Brook stays optimistic. “We’ll talk then, young master. Grandfather won’t dismiss me.”

Fulin knows better. “And Duncan? My brother doesn’t like you.”

“We’ll see then, young master.”

After that, silence rides with them. By now, Fulin has settled wholly into the role of Lance.

Survival starts with blending in. But on the Nordland Continent, a Blood Clan identity is a minefield. Even a flawless Lance Morrison won’t hold forever. What happens the day the mask slips?

Fulin refuses to dwell on it.

The scenes are too vivid. In a past life, Fulin watched far too many shows. If she’s exposed now and hunted, a clean counterkill and escape would be “Summer New Release: Blood Queen’s Road to Glory.” Fail, and it’s some trash-tier “Muddled Vampire .avi.”

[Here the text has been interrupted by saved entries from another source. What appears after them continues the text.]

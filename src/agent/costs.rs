//! Cost model: pay-per-use vs membership totals, break-even and decision.

use serde::{Deserialize, Serialize};
use serde_json::json;
use tracing::info;

use super::{ResolvedPricing, StepLog, TripAnalysis};
use crate::error::{AppError, AppResult};
use crate::tools::evaluate;

/// Units attached to every money computation.
pub const CURRENCY_UNITS: &str = "USD";

/// Per-component pay-per-use charges.
#[derive(Debug, Clone, PartialEq, Serialize, Deserialize)]
#[serde(rename_all = "camelCase")]
pub struct ComponentCosts {
    pub unlock_fees: f64,
    pub time_charges: f64,
    pub ebike_surcharges: f64,
}

#[derive(Debug, Clone, PartialEq, Serialize, Deserialize)]
#[serde(rename_all = "camelCase")]
pub struct PayPerUseCost {
    pub total: f64,
    pub per_trip: f64,
    pub component_costs: ComponentCosts,
}

#[derive(Debug, Clone, PartialEq, Serialize, Deserialize)]
#[serde(rename_all = "camelCase")]
pub struct MembershipCost {
    pub total: f64,
    pub overage_charges: f64,
}

#[derive(Debug, Clone, PartialEq, Serialize, Deserialize)]
#[serde(rename_all = "camelCase")]
pub struct BreakEven {
    /// Trips per period at which both options cost the same.
    pub break_even_trips: f64,
    pub actual_trips: u64,
}

/// Derived comparison of the two payment options for one run.
#[derive(Debug, Clone, PartialEq, Serialize, Deserialize)]
#[serde(rename_all = "camelCase")]
pub struct CostBreakdown {
    pub pay_per_use: PayPerUseCost,
    pub membership: MembershipCost,
    pub break_even: BreakEven,
    /// `membership.total - payPerUse.total`; positive means membership costs more.
    pub savings: f64,
    /// Prices the model ran on, each tagged with its provenance.
    pub pricing: ResolvedPricing,
}

/// Recommendation for the rider.
#[derive(Debug, Clone, Copy, PartialEq, Eq, Serialize, Deserialize)]
pub enum Decision {
    #[serde(rename = "Buy Monthly Membership")]
    BuyMembership,
    #[serde(rename = "Pay Per Use")]
    PayPerUse,
    #[serde(rename = "Unable to determine")]
    Undetermined,
}

impl Decision {
    /// Membership unless it strictly costs more. A tie goes to membership.
    pub fn from_savings(savings: f64) -> Self {
        if savings > 0.0 {
            Decision::PayPerUse
        } else {
            Decision::BuyMembership
        }
    }

    pub fn label(&self) -> &'static str {
        match self {
            Decision::BuyMembership => "Buy Monthly Membership",
            Decision::PayPerUse => "Pay Per Use",
            Decision::Undetermined => "Unable to determine",
        }
    }
}

impl std::fmt::Display for Decision {
    fn fmt(&self, f: &mut std::fmt::Formatter<'_>) -> std::fmt::Result {
        f.write_str(self.label())
    }
}

/// Round to whole cents.
pub fn round_cents(value: f64) -> f64 {
    (value * 100.0).round() / 100.0
}

/// Compute the cost breakdown, recording each formula as a calculator
/// Action with its Observation.
pub fn calculate_costs(
    analysis: &TripAnalysis,
    pricing: &ResolvedPricing,
    log: &mut StepLog,
) -> AppResult<CostBreakdown> {
    let trips = analysis.total_trips as f64;
    let avg = analysis.avg_duration;
    let unlock = pricing.unlock_fee.value;
    let per_minute = pricing.per_minute_cost.value;
    let ebike_trips = analysis.ebike_trips as f64;
    let surcharge = pricing.ebike_surcharge.value;
    let membership_price = pricing.membership_price.value;
    let included = pricing.included_minutes.value;
    let overage_fee = pricing.overage_fee.value;

    if analysis.total_trips == 0 {
        return Err(AppError::Computation {
            message: "no trips to price".to_string(),
        });
    }

    let unlock_fees = trips * unlock;
    let time_charges = trips * avg * per_minute;
    let ebike_surcharges = ebike_trips * avg * surcharge;
    let pay_per_use_total = unlock_fees + time_charges + ebike_surcharges;

    let overage_minutes = (analysis.total_duration - trips * included).max(0.0);
    let overage_charges = overage_minutes * overage_fee;
    let membership_total = membership_price + overage_charges;

    let per_trip_cost = unlock + avg * per_minute;
    if per_trip_cost == 0.0 {
        return Err(AppError::Computation {
            message: "break-even is undefined when a trip costs nothing".to_string(),
        });
    }
    let break_even_trips = membership_price / per_trip_cost;

    audit(
        log,
        "pay-per-use total",
        &format!(
            "{t} * {u} + {t} * {a} * {m} + {e} * {a} * {s}",
            t = trips,
            u = unlock,
            a = avg,
            m = per_minute,
            e = ebike_trips,
            s = surcharge
        ),
        Some(CURRENCY_UNITS),
    )?;
    audit(
        log,
        "membership total",
        &format!("{} + {} * {}", membership_price, overage_minutes, overage_fee),
        Some(CURRENCY_UNITS),
    )?;
    audit(
        log,
        "break-even trips",
        &format!("{} / ({} + {} * {})", membership_price, unlock, avg, per_minute),
        Some("trips"),
    )?;

    let pay_per_use_total = round_cents(pay_per_use_total);
    let membership_total = round_cents(membership_total);
    let savings = round_cents(membership_total - pay_per_use_total);

    info!(
        pay_per_use = pay_per_use_total,
        membership = membership_total,
        savings,
        "Costs calculated"
    );

    Ok(CostBreakdown {
        pay_per_use: PayPerUseCost {
            total: pay_per_use_total,
            per_trip: round_cents(pay_per_use_total / trips),
            component_costs: ComponentCosts {
                unlock_fees: round_cents(unlock_fees),
                time_charges: round_cents(time_charges),
                ebike_surcharges: round_cents(ebike_surcharges),
            },
        },
        membership: MembershipCost {
            total: membership_total,
            overage_charges: round_cents(overage_charges),
        },
        break_even: BreakEven {
            break_even_trips: round_cents(break_even_trips),
            actual_trips: analysis.total_trips,
        },
        savings,
        pricing: pricing.clone(),
    })
}

fn audit(log: &mut StepLog, label: &str, expression: &str, units: Option<&str>) -> AppResult<f64> {
    log.action(
        format!("Calculate {}", label),
        json!({ "tool": "calculator", "expression": expression, "units": units }),
    );
    let result = evaluate(expression, units)?;
    log.observation(format!(
        "{} = {:.2}{}",
        label,
        result.value,
        result.units.map(|u| format!(" {}", u)).unwrap_or_default()
    ));
    Ok(result.value)
}
//! The fare analysis agent.
//!
//! - [`FareAgent`]: runs the staged analysis and returns an [`AnalysisResult`]
//! - [`StepLog`]: the append-only Thought/Action/Observation trace of a run
//! - [`analyze_trips`]: usage aggregates computed through the trip query tool
//! - [`extract_pricing`]: first-match pricing facts from policy passages
//! - [`calculate_costs`]: pay-per-use vs membership comparison
//!
//! Each stage takes the run's [`StepLog`] by mutable reference; nothing is
//! shared between runs except the retriever's passage cache.

mod analysis;
mod costs;
mod orchestrator;
mod pricing;
mod report;
mod steps;

pub use analysis::*;
pub use costs::*;
pub use orchestrator::*;
pub use pricing::*;
pub use report::*;
pub use steps::*;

If it truly goes that way, the “maternity leave” would last far longer than a year and a half. The thought feels filthy, no matter how she turns it.

Just then, the carriage rolls into Tulip Manor.

“We’re home, young master.” Brook guides the carriage in and halts beside the stables.

“Carriage’s yours, dinner too.”

Lance-as-Fulin, thick-skinned as always, hops down and lands light.

“I’ll get to it, and bring your dinner soon.”

“Oh.”

Lance parts from the old butler and opens the manor’s front door.

He expects a quiet day to end quietly. Instead, Duncan waits in the hall, patience coiled like a snake.

Duncan greets “him.” Lance hears the annoyance caged in his voice. “Yo, dear brother, I heard you went to Layne to learn the sword?”